((Vortex, Neon Heights, Nassau))
It was a strange thing, talking to the ghost of a dead man. Of course, Kael wasn’t dead in this timeline, but in her own, Quinn had lost and grieved him. She spent most of the conversation trying not to think about how restoring their timeline would mean losing him all over again, trying to convince herself that this wasn’t her Kael.
But he looked like him, talked like him, smiled like him. The same kindness was in his eyes, albeit coloured by an existential weariness. It was hard to concentrate on what he was saying, and she’d let Sami and Jo do most of the talking.
Quinn glanced up at the mezzanine, then back toward Kael. It was like a growing itch, the desire to be somewhere he wasn’t, to put his face out of her mind. If such a thing was possible.

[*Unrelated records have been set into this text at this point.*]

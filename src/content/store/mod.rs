use super::records::{ActivityRecord, LegendRecord, NewsRecord, PersonRecord, PlaceRecord};
use crate::config::ContentConfig;
use crate::utils::http::{MAX_JSON_BODY_BYTES, http_client, read_json};
use anyhow::{Context, Result, bail};
use async_trait::async_trait;
use reqwest::Client;
use serde::de::DeserializeOwned;
use std::time::Duration;
use tracing::{debug, warn};
use url::Url;

/// Read access to the five external content collections.
#[async_trait]
pub trait ContentStore: Send + Sync {
    async fn persons(&self) -> Result<Vec<PersonRecord>>;
    async fn news(&self) -> Result<Vec<NewsRecord>>;
    async fn activities(&self) -> Result<Vec<ActivityRecord>>;
    async fn places(&self) -> Result<Vec<PlaceRecord>>;
    async fn legends(&self) -> Result<Vec<LegendRecord>>;
}

/// Content store backed by a JSON HTTP API.
///
/// Each collection is fetched with `GET {baseUrl}/{collectionPath}` and must
/// return either a JSON array of documents or an object with an `items` array.
pub struct HttpContentStore {
    client: Client,
    base_url: Url,
    api_key: Option<String>,
    persons_path: String,
    news_path: String,
    activities_path: String,
    places_path: String,
    legends_path: String,
}

impl HttpContentStore {
    pub fn new(config: &ContentConfig) -> Result<Self> {
        if config.base_url.trim().is_empty() {
            bail!("content.baseUrl is not configured");
        }
        let mut base_url = Url::parse(config.base_url.trim())
            .with_context(|| format!("Invalid content.baseUrl: {}", config.base_url))?;
        if !base_url.path().ends_with('/') {
            let path = format!("{}/", base_url.path());
            base_url.set_path(&path);
        }
        Ok(Self {
            client: http_client(Duration::from_secs(config.timeout_secs)),
            base_url,
            api_key: config.api_key.clone().filter(|k| !k.is_empty()),
            persons_path: config.persons_path.clone(),
            news_path: config.news_path.clone(),
            activities_path: config.activities_path.clone(),
            places_path: config.places_path.clone(),
            legends_path: config.legends_path.clone(),
        })
    }

    fn endpoint(&self, path: &str) -> Result<Url> {
        self.base_url
            .join(path.trim_start_matches('/'))
            .with_context(|| format!("Invalid collection path: {}", path))
    }

    async fn fetch_collection<T: DeserializeOwned>(&self, path: &str) -> Result<Vec<T>> {
        let url = self.endpoint(path)?;
        let mut request = self.client.get(url.clone());
        if let Some(key) = &self.api_key {
            request = request.bearer_auth(key);
        }
        let resp = request
            .send()
            .await
            .with_context(|| format!("GET {} failed", url))?;
        let body: serde_json::Value = read_json(resp, MAX_JSON_BODY_BYTES).await?;
        let documents = match body {
            serde_json::Value::Array(docs) => docs,
            serde_json::Value::Object(mut obj) => match obj.remove("items") {
                Some(serde_json::Value::Array(docs)) => docs,
                _ => bail!("{} returned an object without an items array", url),
            },
            _ => bail!("{} returned neither an array nor an object", url),
        };

        let total = documents.len();
        let records: Vec<T> = documents
            .into_iter()
            .filter_map(|doc| match serde_json::from_value(doc) {
                Ok(record) => Some(record),
                Err(e) => {
                    warn!("skipping malformed document from {}: {}", url, e);
                    None
                }
            })
            .collect();
        debug!("fetched {}/{} documents from {}", records.len(), total, url);
        Ok(records)
    }
}

#[async_trait]
impl ContentStore for HttpContentStore {
    async fn persons(&self) -> Result<Vec<PersonRecord>> {
        self.fetch_collection(&self.persons_path).await
    }

    async fn news(&self) -> Result<Vec<NewsRecord>> {
        self.fetch_collection(&self.news_path).await
    }

    async fn activities(&self) -> Result<Vec<ActivityRecord>> {
        self.fetch_collection(&self.activities_path).await
    }

    async fn places(&self) -> Result<Vec<PlaceRecord>> {
        self.fetch_collection(&self.places_path).await
    }

    async fn legends(&self) -> Result<Vec<LegendRecord>> {
        self.fetch_collection(&self.legends_path).await
    }
}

With lines of investigation they could pursue, it seemed like a good time to make an exit. She had a feeling that the respite was hardly going to qualify; in the absence of Kael’s presence, there were plenty of other things to weigh on her shoulders.
Reynolds: Alright. It seems like we have the beginnings of a plan, at least. We can speak with Lena, then head back to the ship.
Kael looked at her for a moment, and then nodded. He turned his gaze toward the former Borg watching them from the second floor, and beckoned her down. Lena stepped back, vanishing back into the shadows, and Quinn assumed she was on her way down.
Reynolds: ::She looked to Sami and Jo.:: Is there anything else we should ask in the meantime?
Jo lifted her mug, looking around the room as thoughts whirred behind her blue eyes. Sami’s attention, on the other hand, was focused on the empty bottles behind the bar. Almost as if she hoped she could will them into filling, instead of sitting there dusty and empty. A sentiment Quinn agreed wholeheartedly with—and that frightened her.
Marshall: We know the Borg operate on a centralised network model, and while that makes them formidable, it also creates potential chokepoints—areas where we can exploit their system. We need to gather intel on their data flow and how they manage communications. Each drone we've got stored in our morgue might have clues on how they accessed and transmitted data. We can trace their pathways, identify where the signal strengths fluctuate, and deduce where their security might be less stringent.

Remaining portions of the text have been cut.